# New bunks and bunk wrap



## JL8Jeff

The old bunks that are carpeted on my sprint boat trailer are getting worn out and the carpet takes a couple of hours to drip off the water before I can put it back in the garage, so I decided to do some new bunks with the bunk wrap from Caliber. My center bunks are 8' long 2 x 4's so I bought the kit that has a 16' roll (it's flat and rolled up so I unrolled it and put weights on it for a couple of days to make it easier to handle) and comes with end pieces and stainless hardware for installation. I didn't think to take pictures until I was already started on the 2nd bunk but I took some at that point to give an idea of what's involved and what it is. There is a torx bit that comes with the stainless torx head screws. I wanted to go with this style because it wraps around and gets attached from underneath so there's no risk of anything scratching or digging into the hull. I haven't installed them on the trailer yet, I'll try to get that done this weekend. I might need to trim some where the bunk brackets will bolt to the bunks but I think I'd like to have the brackets help hold the wrap so I'm not sure. Here are some pictures.

-


----------



## richg99

Looks like it will be super. The amazing difference in putting a boat ON, and OFF with slippery bunks.... is a marvel to me every time I fish/boat.

I did something similar a few years ago. I am certain that your material will last longer than mine as it appears thicker. 

I am just at the end of the second season and the ends are starting to split a bit. I'll probably just do the job over, rather than trying to patch anything. 
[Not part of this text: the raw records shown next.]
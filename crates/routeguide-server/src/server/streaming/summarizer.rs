use super::{session::Session, sink::Sink};
use crate::server::telemetry::increment_points_recorded;
use routeguide_core::{
    Error, Result,
    features::{FeatureIndex, exists},
    geo::distance_meters,
    proto::{Point, RouteSummary},
    types::Location,
};
use std::sync::Arc;
use tokio::time::Instant;

/// Client-streaming session behind `RecordRoute`.
///
/// Accumulates statistics for every point of a route and emits a single
/// [`RouteSummary`] when the client finishes the stream. A failed stream
/// produces no summary.
pub struct RouteSummarizer<S> {
    features: Arc<FeatureIndex>,
    sink: S,
    point_count: i32,
    feature_count: i32,
    distance: i32,
    previous: Option<Location>,
    start: Instant,
}

impl<S: Sink<RouteSummary>> RouteSummarizer<S> {
    /// Starts a session; elapsed time is measured from this call.
    pub fn new(features: Arc<FeatureIndex>, sink: S) -> Self {
        Self {
            features,
            sink,
            point_count: 0,
            feature_count: 0,
            distance: 0,
            previous: None,
            start: Instant::now(),
        }
    }

    fn summary(&self) -> RouteSummary {
        RouteSummary {
            point_count: self.point_count,
            feature_count: self.feature_count,
            distance: self.distance,
            elapsed_time: self.start.elapsed().as_secs() as i32,
        }
    }
}

#[tonic::async_trait]
impl<S: Sink<RouteSummary>> Session<Point> for RouteSummarizer<S> {
    async fn on_next(&mut self, point: Point) -> Result<()> {
        let location = Location::from(point);

        self.point_count += 1;
        if exists(&self.features.lookup(location)) {
            self.feature_count += 1;
        }
        // The first point of a route contributes no distance. Each leg is
        // added to the whole-metre total and truncated again.
        if let Some(previous) = self.previous {
            let travelled = f64::from(self.distance) + distance_meters(previous, location);
            self.distance = travelled as i32;
        }
        self.previous = Some(location);

        increment_points_recorded(1);
        Ok(())
    }

    async fn on_completed(mut self) {
        let summary = self.summary();
        tracing::debug!(
            point_count = summary.point_count,
            feature_count = summary.feature_count,
            distance = summary.distance,
            elapsed_time = summary.elapsed_time,
            "Route recorded"
        );

        if let Err(e) = self.sink.next(summary).await {
            tracing::warn!("Failed to deliver route summary: {}", e);
            return;
        }
        self.sink.complete().await;
    }

    async fn on_error(self, cause: Error) {
        tracing::warn!(
            point_count = self.point_count,
            "recordRoute cancelled: {}",
            cause
        );
    }
}

#[cfg(test)]
mod tests {
    use super::*;
    use crate::server::streaming::{session::drive, sink::ReplySink};
    use core::time::Duration;
    use routeguide_core::proto::Feature;
    use tokio_util::sync::CancellationToken;
    use tonic::Status;

    fn point(latitude: i32, longitude: i32) -> Point {
        Point {
            latitude,
            longitude,
        }
    }

    fn index() -> Arc<FeatureIndex> {
        Arc::new(FeatureIndex::new(vec![
            Feature {
                name: "Pier".to_string(),
                location: Some(Location::from_degrees(38.0, -122.5).into()),
            },
            Feature {
                name: String::new(),
                location: Some(point(0, 0)),
            },
        ]))
    }

    /// Running total truncated to whole metres after every leg.
    fn whole_meters(route: &[Location]) -> i32 {
        route.windows(2).fold(0, |total, leg| {
            (f64::from(total) + distance_meters(leg[0], leg[1])) as i32
        })
    }

    async fn record(points: Vec<Point>) -> RouteSummary {
        let (sink, rx) = ReplySink::channel();
        let summarizer = RouteSummarizer::new(index(), sink);
        let inbound = tokio_stream::iter(points.into_iter().map(Ok::<_, Status>));

        drive(summarizer, inbound, CancellationToken::new())
            .await
            .unwrap();
        rx.await.unwrap().unwrap()
    }

    #[tokio::test]
    async fn empty_route_is_all_zero() {
        let summary = record(Vec::new()).await;
        assert_eq!(summary, RouteSummary::default());
    }

    #[tokio::test]
    async fn single_point_has_no_distance() {
        let summary = record(vec![Location::from_degrees(38.0, -122.5).into()]).await;
        assert_eq!(summary.point_count, 1);
        assert_eq!(summary.feature_count, 1);
        assert_eq!(summary.distance, 0);
    }

    #[tokio::test]
    async fn distance_is_sum_of_consecutive_legs() {
        let p1 = Location::from_degrees(0.0, 0.0);
        let p2 = Location::from_degrees(0.0, 1.0);
        let p3 = Location::from_degrees(1.0, 1.0);
        let expected = whole_meters(&[p1, p2, p3]);

        let summary = record(vec![p1.into(), p2.into(), p3.into()]).await;
        assert_eq!(summary.point_count, 3);
        assert_eq!(summary.distance, expected);
        // The unnamed feature at the origin does not count.
        assert_eq!(summary.feature_count, 0);
    }

    #[tokio::test]
    async fn revisiting_a_point_counts_each_visit() {
        let pier = || Point::from(Location::from_degrees(38.0, -122.5));
        let summary = record(vec![pier(), point(1, 1), pier()]).await;
        assert_eq!(summary.point_count, 3);
        assert_eq!(summary.feature_count, 2);
    }

    #[tokio::test]
    async fn distance_truncates_after_every_leg() {
        // Eleven equatorial points 0.3 degrees apart: ten legs of ~33358.478 m.
        let route: Vec<Location> = (0..11)
            .map(|i| Location::from_degrees(0.0, f64::from(i) * 0.3))
            .collect();
        let leg = distance_meters(route[0], route[1]);
        assert!(leg.fract() > 0.1);

        let summary = record(route.iter().copied().map(Point::from).collect()).await;

        assert_eq!(summary.distance, 10 * leg as i32);
        assert!(summary.distance < (10.0 * leg) as i32);
    }

    #[tokio::test(start_paused = true)]
    async fn elapsed_time_is_whole_seconds_since_start() {
        let (sink, rx) = ReplySink::channel();
        let mut summarizer = RouteSummarizer::new(index(), sink);

        let p1 = Location::from_degrees(0.0, 0.0);
        let p2 = Location::from_degrees(0.0, 1.0);
        let p3 = Location::from_degrees(0.0, 2.0);
        for p in [p1, p2, p3] {
            summarizer.on_next(p.into()).await.unwrap();
            tokio::time::advance(Duration::from_millis(1_400)).await;
        }
        summarizer.on_completed().await;

        let summary = rx.await.unwrap().unwrap();
        let expected = whole_meters(&[p1, p2, p3]);
        assert_eq!(
            summary,
            RouteSummary {
                point_count: 3,
                feature_count: 0,
                distance: expected,
                elapsed_time: 4,
            }
        );
    }

    #[tokio::test]
    async fn failed_route_emits_no_summary() {
        let (sink, rx) = ReplySink::channel();
        let summarizer = RouteSummarizer::new(index(), sink);
        let inbound = tokio_stream::iter(vec![
            Ok(point(1, 1)),
            Err(Status::cancelled("client went away")),
        ]);

        let outcome = drive(summarizer, inbound, CancellationToken::new()).await;
        assert_eq!(outcome, Err(Error::RequestCancelled));
        // The sink was dropped without a reply.
        assert!(rx.await.is_err());
    }
}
https://www.forum.tinboats.net/viewtopic.php?f=3&t=40137&hilit=bunks


----------



## JL8Jeff

I put them on the trailer Friday and they work well, but the material is somewhat soft and the bottom of the sprint boat has welded on aluminum angle for strakes on the bottom and they are pretty sharp edges. I can see the strakes cutting into this material over time. I have the bunks centered between the strakes but our ramp is at an angle with current so loading a boat straight is not easy. I think this material will work great for true flat bottom boats and boats with softly rounded strakes. And I didn't have to wait 2 hours for the carpet to drip off before putting it back in the garage and that was the main thing I was going for.


----------



## richg99

*"has welded on aluminum angle for strakes "*

Wow, I am not too sure what would hold up to that setup. 
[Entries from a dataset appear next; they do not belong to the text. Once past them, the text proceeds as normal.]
//! # Telemetry Features
//!
//! Structured logging is always on: events are printed by a
//! `tracing_subscriber::fmt` layer filtered through `RUST_LOG` (default
//! `info`). On top of that the server can export spans and metrics via
//! OpenTelemetry to either Honeycomb or stdout.
//!
//! ## Feature matrix
//!
//! - `otel`: Enables OpenTelemetry distributed tracing (via spans).
//! - `metrics`: Enables OpenTelemetry metrics (via counters, histograms, etc.).
//! - `honeycomb`: Enables the Honeycomb OTLP exporter.
//! - `stdout`: Enables the stdout OTLP exporter.
//!
//! ## Feature constraints
//!
//! - Exporters require using at least one of: `otel` or `metrics`.
//! - Both `honeycomb` and `stdout` exporters can be enabled at the same time.
//!
//! ## Span behavior
//!
//! - Spans created via `tracing::info_span!` are exported to any enabled
//!   telemetry backend
//! - Events (`tracing::info!`, etc.) inside a span become span events in
//!   telemetry backends
//! - Events outside of a span are only shown in log output (via
//!   `fmt::layer()`), not exported
//!
//! ## Metrics behavior
//!
//! - Metrics (e.g. calls per method, session duration, notes relayed) are
//!   exported if `metrics` is enabled
//! - Each exporter (Honeycomb, stdout) gets its own reader
//!
//! ## Example usage
//!
//! Enable span export to Honeycomb:
//!
//! ```bash
//! cargo run --bin routeguide-server --features otel,honeycomb
//! ```
//!
//! Enable metrics and export to Honeycomb:
//!
//! ```bash
//! cargo run --bin routeguide-server --features metrics,honeycomb
//! ```
//!
//! Enable tracing and metrics, exported to both Honeycomb and stdout:
//!
//! ```bash
//! cargo run --bin routeguide-server --features otel,metrics,honeycomb,stdout
//! ```
//!
//! Enable only local stdout export (no remote backend):
//!
//! ```bash
//! cargo run --bin routeguide-server --features otel,stdout
//! ```

// Disallow using `honeycomb` without `otel` or `metrics`
#[cfg(all(
    feature = "honeycomb",
    not(any(feature = "otel", feature = "metrics"))
))]
compile_error!(
    "The 'honeycomb' feature requires at least one of 'otel' or 'metrics' to be enabled."
);

// Disallow using `stdout` without `otel` or `metrics`
#[cfg(all(feature = "stdout", not(any(feature = "otel", feature = "metrics"))))]
compile_error!(
    "The 'stdout' feature requires at least one of 'otel' or 'metrics' to be enabled."
);

// Core imports - always needed
use tracing_subscriber::{EnvFilter, layer::SubscriberExt, util::SubscriberInitExt};

// Honeycomb-specific imports
#[cfg(all(feature = "honeycomb", any(feature = "metrics", feature = "otel")))]
use opentelemetry_otlp::{Compression, Protocol, WithExportConfig, WithTonicConfig};
#[cfg(all(feature = "honeycomb", feature = "metrics"))]
use opentelemetry_sdk::metrics::Temporality;
#[cfg(feature = "honeycomb")]
use tonic::metadata::MetadataMap;
#[cfg(all(feature = "honeycomb", any(feature = "metrics", feature = "otel")))]
use tonic::transport::ClientTlsConfig;

// Metrics-specific imports
#[cfg(feature = "metrics")]
use opentelemetry::metrics::{Counter, Histogram, Meter, UpDownCounter};
#[cfg(feature = "metrics")]
use opentelemetry_sdk::metrics as sdkmetrics;
#[cfg(feature = "metrics")]
use std::sync::OnceLock;

// Either
#[cfg(any(feature = "metrics", feature = "otel"))]
use opentelemetry::{InstrumentationScope, KeyValue};
#[cfg(any(feature = "metrics", feature = "otel"))]
use opentelemetry_sdk::Resource;
#[cfg(any(feature = "metrics", feature = "otel"))]
use opentelemetry_semantic_conventions as semvcns;

// Span-export imports
#[cfg(feature = "otel")]
use opentelemetry::trace::TracerProvider;
#[cfg(feature = "otel")]
use opentelemetry_sdk::propagation::TraceContextPropagator;
#[cfg(feature = "otel")]
use opentelemetry_sdk::trace as sdktrace;

pub struct TelemetryProviders {
    #[cfg(feature = "otel")]
    pub tracer_provider: sdktrace::SdkTracerProvider,
    #[cfg(feature = "metrics")]
    pub meter_provider: sdkmetrics::SdkMeterProvider,
}

pub fn init_telemetry() -> anyhow::Result<TelemetryProviders> {
    #[cfg(feature = "otel")]
    opentelemetry::global::set_text_map_propagator(TraceContextPropagator::new());

    #[cfg(feature = "otel")]
    let tracer_provider = init_tracer()?;

    #[cfg(feature = "metrics")]
    let meter_provider = init_metrics()?;

    #[cfg(any(feature = "metrics", feature = "otel"))]
    let scope = InstrumentationScope::builder("routeguide")
        .with_version(env!("CARGO_PKG_VERSION"))
        .with_schema_url(semvcns::SCHEMA_URL)
        .build();

    // Always subscribe to standard tracing logs printed to the console via
    // `tracing_subscriber::fmt`. This is unrelated to the `opentelemetry_stdout`
    // exporter - it logs spans/events as human-readable output.
    let registry = tracing_subscriber::registry()
        .with(EnvFilter::try_from_default_env().unwrap_or_else(|_| "info".into()))
        .with(
            tracing_subscriber::fmt::layer()
                .with_thread_ids(true)
                .with_line_number(true)
                .with_target(false)
                .with_timer(tracing_subscriber::fmt::time::ChronoLocal::rfc_3339())
                .with_file(true)
                .pretty(),
        );

    #[cfg(feature = "otel")]
    let registry = {
        opentelemetry::global::set_tracer_provider(tracer_provider.clone());
        registry.with(
            tracing_opentelemetry::layer()
                .with_tracer(tracer_provider.tracer_with_scope(scope.clone()))
                .with_error_records_to_exceptions(true),
        )
    };

    #[cfg(feature = "metrics")]
    let registry = {
        opentelemetry::global::set_meter_provider(meter_provider.clone());
        let meter = opentelemetry::global::meter_with_scope(scope);
        init_metric_handles(meter);

        registry.with(tracing_opentelemetry::MetricsLayer::new(
            meter_provider.clone(),
        ))
    };

    registry.init();

    Ok(TelemetryProviders {
        #[cfg(feature = "otel")]
        tracer_provider,
        #[cfg(feature = "metrics")]
        meter_provider,
    })
}

#[cfg(feature = "honeycomb")]
fn get_metadata() -> anyhow::Result<MetadataMap> {
    use anyhow::Context;

    let mut map = MetadataMap::new();
    let api_key = std::env::var("HONEYCOMB_API_KEY").context("missing `HONEYCOMB_API_KEY`")?;
    let dataset = std::env::var("HONEYCOMB_DATASET").context("missing `HONEYCOMB_DATASET`")?;
    map.insert(
        "x-honeycomb-team",
        api_key.parse().context("invalid API key")?,
    );
    map.insert(
        "x-honeycomb-dataset",
        dataset.parse().context("invalid dataset")?,
    );
    Ok(map)
}

#[cfg(any(feature = "metrics", feature = "otel"))]
fn resource() -> Resource {
    Resource::builder()
        .with_service_name("routeguide")
        .with_schema_url(
            [KeyValue::new(
                semvcns::resource::SERVICE_VERSION,
                env!("CARGO_PKG_VERSION"),
            )],
            semvcns::SCHEMA_URL,
        )
        .build()
}

#[cfg(feature = "metrics")]
fn init_metrics() -> anyhow::Result<sdkmetrics::SdkMeterProvider> {
    let builder = sdkmetrics::SdkMeterProvider::builder().with_resource(resource());

    #[cfg(feature = "stdout")]
    let builder = {
        use opentelemetry_stdout::MetricExporter;
        let exporter = MetricExporter::default();
        let reader = opentelemetry_sdk::metrics::PeriodicReader::builder(exporter)
            .with_interval(std::time::Duration::from_secs(5))
            .build();

        builder.with_reader(reader)
    };

    #[cfg(feature = "honeycomb")]
    let builder = {
        use anyhow::Context;

        let metadata = get_metadata()?;
        let endpoint =
            std::env::var("HONEYCOMB_ENDPOINT").context("missing `HONEYCOMB_ENDPOINT`")?;
        let compression = {
            use std::str::FromStr;
            let raw = std::env::var("HONEYCOMB_COMPRESSION")
                .context("missing `HONEYCOMB_COMPRESSION`")?
                .to_ascii_lowercase();
            Compression::from_str(&raw)?
        };
        let exporter = opentelemetry_otlp::MetricExporter::builder()
            .with_tonic()
            .with_tls_config(ClientTlsConfig::new().with_native_roots())
            .with_metadata(metadata)
            .with_timeout(std::time::Duration::from_secs(10))
            .with_compression(compression)
            .with_endpoint(endpoint)
            .with_protocol(Protocol::Grpc)
            .with_temporality(Temporality::Delta)
            .build()
            .context("failed to build metrics exporter")?;

        builder.with_periodic_exporter(exporter)
    };

    Ok(builder.build())
}

#[cfg(feature = "otel")]
fn init_tracer() -> anyhow::Result<sdktrace::SdkTracerProvider> {
    let builder = sdktrace::SdkTracerProvider::builder().with_resource(resource());

    #[cfg(feature = "stdout")]
    let builder = {
        use opentelemetry_stdout::SpanExporter;
        let exporter = SpanExporter::default();
        let batch = sdktrace::BatchSpanProcessor::builder(exporter)
            .with_batch_config(
                sdktrace::BatchConfigBuilder::default()
                    .with_scheduled_delay(std::time::Duration::from_secs(5))
                    .with_max_queue_size(2048)
                    .build(),
            )
            .build();
        builder.with_span_processor(batch)
    };

    #[cfg(feature = "honeycomb")]
    let builder = {
        use anyhow::Context;

        let metadata = get_metadata()?;
        let endpoint =
            std::env::var("HONEYCOMB_ENDPOINT").context("missing `HONEYCOMB_ENDPOINT`")?;
        let compression = {
            use std::str::FromStr;
            let raw = std::env::var("HONEYCOMB_COMPRESSION")
                .context("missing `HONEYCOMB_COMPRESSION`")?
                .to_ascii_lowercase();
            Compression::from_str(&raw)?
        };
        let exporter = opentelemetry_otlp::SpanExporter::builder()
            .with_tonic()
            .with_tls_config(ClientTlsConfig::new().with_native_roots())
            .with_metadata(metadata)
            .with_timeout(std::time::Duration::from_secs(10))
            .with_compression(compression)
            .with_endpoint(endpoint)
            .with_protocol(Protocol::Grpc)
            .build()
            .context("failed to build tracer exporter")?;

        let batch = sdktrace::BatchSpanProcessor::builder(exporter)
            .with_batch_config(
                sdktrace::BatchConfigBuilder::default()
                    .with_scheduled_delay(std::time::Duration::from_secs(5))
                    .with_max_queue_size(2048)
                    .build(),
            )
            .build();

        builder.with_span_processor(batch)
    };

    Ok(builder.build())
}

// Metric handles - only compiled when metrics feature is enabled
#[cfg(feature = "metrics")]
static REQUESTS: OnceLock<Counter<u64>> = OnceLock::new();
#[cfg(feature = "metrics")]
static SESSIONS_INFLIGHT: OnceLock<UpDownCounter<i64>> = OnceLock::new();
#[cfg(feature = "metrics")]
static SESSION_ERRORS: OnceLock<Counter<u64>> = OnceLock::new();
#[cfg(feature = "metrics")]
static SESSION_DURATION_MS: OnceLock<Histogram<f64>> = OnceLock::new();
#[cfg(feature = "metrics")]
static POINTS_RECORDED: OnceLock<Counter<u64>> = OnceLock::new();
#[cfg(feature = "metrics")]
static NOTES_RELAYED: OnceLock<Counter<u64>> = OnceLock::new();
#[cfg(feature = "metrics")]
static FEATURES_STREAMED: OnceLock<Counter<u64>> = OnceLock::new();

#[cfg(feature = "metrics")]
fn init_metric_handles(meter: Meter) {
    let _ = REQUESTS.set(
        meter
            .u64_counter("requests")
            .with_description("Total gRPC calls, by method")
            .build(),
    );

    let _ = SESSIONS_INFLIGHT.set(
        meter
            .i64_up_down_counter("sessions_inflight")
            .with_description("Concurrent gRPC calls")
            .build(),
    );

    let _ = SESSION_ERRORS.set(
        meter
            .u64_counter("session_errors")
            .with_description("Errored/cancelled calls, by method")
            .build(),
    );

    let _ = SESSION_DURATION_MS.set(
        meter
            .f64_histogram("session_duration")
            .with_unit("ms")
            .with_description("End-to-end call duration")
            .build(),
    );

    let _ = POINTS_RECORDED.set(
        meter
            .u64_counter("points_recorded")
            .with_description("Route points received by RecordRoute")
            .build(),
    );

    let _ = NOTES_RELAYED.set(
        meter
            .u64_counter("notes_relayed")
            .with_description("Prior notes replayed by RouteChat")
            .build(),
    );

    let _ = FEATURES_STREAMED.set(
        meter
            .u64_counter("features_streamed")
            .with_description("Features sent by ListFeatures")
            .build(),
    );
}

#[cfg(feature = "metrics")]
fn method_attr(method: &'static str) -> [KeyValue; 1] {
    [KeyValue::new("method", method)]
}

// Convenience functions that compile to no-ops when metrics are disabled
#[cfg(feature = "metrics")]
pub fn increment_requests(method: &'static str) {
    if let Some(counter) = REQUESTS.get() {
        counter.add(1, &method_attr(method));
    }
}

#[cfg(not(feature = "metrics"))]
pub fn increment_requests(_method: &'static str) {}

#[cfg(feature = "metrics")]
pub fn increment_sessions_inflight() {
    if let Some(counter) = SESSIONS_INFLIGHT.get() {
        counter.add(1, &[]);
    }
}

#[cfg(not(feature = "metrics"))]
pub fn increment_sessions_inflight() {}

#[cfg(feature = "metrics")]
pub fn decrement_sessions_inflight() {
    if let Some(counter) = SESSIONS_INFLIGHT.get() {
        counter.add(-1, &[]);
    }
}

#[cfg(not(feature = "metrics"))]
pub fn decrement_sessions_inflight() {}

#[cfg(feature = "metrics")]
pub fn increment_session_errors(method: &'static str) {
    if let Some(counter) = SESSION_ERRORS.get() {
        counter.add(1, &method_attr(method));
    }
}

#[cfg(not(feature = "metrics"))]
pub fn increment_session_errors(_method: &'static str) {}

#[cfg(feature = "metrics")]
pub fn record_session_duration(duration_ms: f64) {
    if let Some(histogram) = SESSION_DURATION_MS.get() {
        histogram.record(duration_ms, &[]);
    }
}

#[cfg(not(feature = "metrics"))]
pub fn record_session_duration(_duration_ms: f64) {}

#[cfg(feature = "metrics")]
pub fn increment_points_recorded(count: u64) {
    if let Some(counter) = POINTS_RECORDED.get() {
        counter.add(count, &[]);
    }
}

#[cfg(not(feature = "metrics"))]
pub fn increment_points_recorded(_count: u64) {}

#[cfg(feature = "metrics")]
pub fn increment_notes_relayed(count: u64) {
    if let Some(counter) = NOTES_RELAYED.get() {
        counter.add(count, &[]);
    }
}

#[cfg(not(feature = "metrics"))]
pub fn increment_notes_relayed(_count: u64) {}

#[cfg(feature = "metrics")]
pub fn increment_features_streamed(count: u64) {
    if let Some(counter) = FEATURES_STREAMED.get() {
        counter.add(count, &[]);
    }
}

#[cfg(not(feature = "metrics"))]
pub fn increment_features_streamed(_count: u64) {}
Near the end of the article that I LINKED, one of our guys had purchased, or was going to purchase, some 3/4 inch thick PVC, I believe. That might hold up better than the softer material that you are using. But, almost any plastic-type material ( or carpet, for that matter) would probably wear quickly with angle 
irons on it.


----------



## JL8Jeff

Took the boat out for a run today and it really made a big difference with the unloading and loading. I'm so used to cranking away on the winch with the carpeted bunks, it took me by surprise how quickly it slid up the trailer with the bunk wrap. My trailer has the side guides and it looks like I have the bunks centered between the strakes pretty well so I think it should hold up fine.


----------



## richg99

Good for you. Glad it worked out so well. I love mine.

One thing that I did find out that is very positive is....if you load slightly off-center by mistake, you then just pull half-way up the ramp. Because of the slippery bunks, you can easily push the boat to the side to have it align in the center. 
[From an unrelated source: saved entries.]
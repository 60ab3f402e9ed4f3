//! Call admission and graceful shutdown.
//!
//! Every RPC is admitted through [`ShutdownCoordinator::admit`], which hands
//! back a [`CallGuard`] that lives as long as the call's session. Shutdown
//! proceeds in phases:
//!
//! 1. Refuse new calls with `UNAVAILABLE`.
//! 2. Wait (up to the configured timeout) for in-flight calls to finish.
//! 3. Cancel the shared [`CancellationToken`] so any session still running
//!    terminates through its error path.

use crate::server::telemetry::{
    decrement_sessions_inflight, increment_sessions_inflight, record_session_duration,
};
use core::time::Duration;
use portable_atomic::{AtomicBool, AtomicUsize, Ordering};
use routeguide_core::Error;
use std::{sync::Arc, time::Instant};
use tokio::time::{sleep, timeout};
use tokio_util::sync::CancellationToken;

const DRAIN_POLL_INTERVAL: Duration = Duration::from_millis(50);

#[derive(Debug)]
pub struct ShutdownCoordinator {
    shutting_down: AtomicBool,
    inflight: AtomicUsize,
    token: CancellationToken,
    timeout: Duration,
}

impl ShutdownCoordinator {
    pub fn new(timeout: Duration) -> Self {
        Self {
            shutting_down: AtomicBool::new(false),
            inflight: AtomicUsize::new(0),
            token: CancellationToken::new(),
            timeout,
        }
    }

    /// Registers a new call.
    ///
    /// # Errors
    ///
    /// Returns [`Error::ServiceShutdown`] once shutdown has begun.
    pub fn admit(self: &Arc<Self>, method: &'static str) -> Result<CallGuard, Error> {
        // Count first, then check: a call that slips past the flag is always
        // visible to the drain loop.
        self.inflight.fetch_add(1, Ordering::SeqCst);
        if self.is_shutting_down() {
            self.inflight.fetch_sub(1, Ordering::SeqCst);
            return Err(Error::ServiceShutdown);
        }

        increment_sessions_inflight();
        Ok(CallGuard {
            coordinator: Arc::clone(self),
            method,
            start: Instant::now(),
        })
    }

    /// Token cancelled once the drain phase is over.
    pub fn token(&self) -> CancellationToken {
        self.token.clone()
    }

    pub fn inflight(&self) -> usize {
        self.inflight.load(Ordering::SeqCst)
    }

    pub fn is_shutting_down(&self) -> bool {
        self.shutting_down.load(Ordering::SeqCst)
    }

    /// Runs the shutdown phases. Calling it again is harmless.
    pub async fn shutdown(&self) {
        // === Phase 0: Stop accepting new calls ===
        tracing::info!("Refusing new calls");
        self.shutting_down.store(true, Ordering::SeqCst);

        // === Phase 1: Wait for in-flight calls to drain ===
        tracing::info!("Draining in-flight calls ({} active)", self.inflight());
        let drained = timeout(self.timeout, async {
            while self.inflight() > 0 {
                sleep(DRAIN_POLL_INTERVAL).await;
            }
        })
        .await;

        match drained {
            Ok(()) => tracing::debug!("All in-flight calls drained successfully"),
            Err(_) => tracing::warn!(
                "Graceful drain timed out ({} calls still active)",
                self.inflight()
            ),
        }

        // === Phase 2: Cancel whatever is left ===
        tracing::debug!("Cancelling remaining sessions via shutdown token");
        self.token.cancel();
    }
}

/// Keeps a call counted as in flight until dropped.
#[derive(Debug)]
pub struct CallGuard {
    coordinator: Arc<ShutdownCoordinator>,
    method: &'static str,
    start: Instant,
}

impl Drop for CallGuard {
    fn drop(&mut self) {
        self.coordinator.inflight.fetch_sub(1, Ordering::SeqCst);
        decrement_sessions_inflight();
        record_session_duration(self.start.elapsed().as_secs_f64() * 1_000.0);
        tracing::trace!(method = self.method, "Call finished");
    }
}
It helps a lot to stop partially up the ramp, because that puts much of the weight on the stern and the bow seems lighter.


----------



## bcbouy

funny.i just picked up a roll of the bunk glide polymer from caliber.it will be my sunday project this weekend.i lost both my bunks driving 90 kilometers down a forest service road after my boat floated away, so i'm giving the polymer glides a go since i have to put on new bunks anyway.the last ones were just screwed on to the brackets with galvanized self tapping screws.the new ones are getting s/s bolts.


----------



## Drock

I'd like to cover my 2x6" carpeted bunks with the vinyl gutter down spout because of the $15.00 cost and easy installation. I looked at them and searched and don't think it's available in 5.5" width and don't see how to make the 3x4" work.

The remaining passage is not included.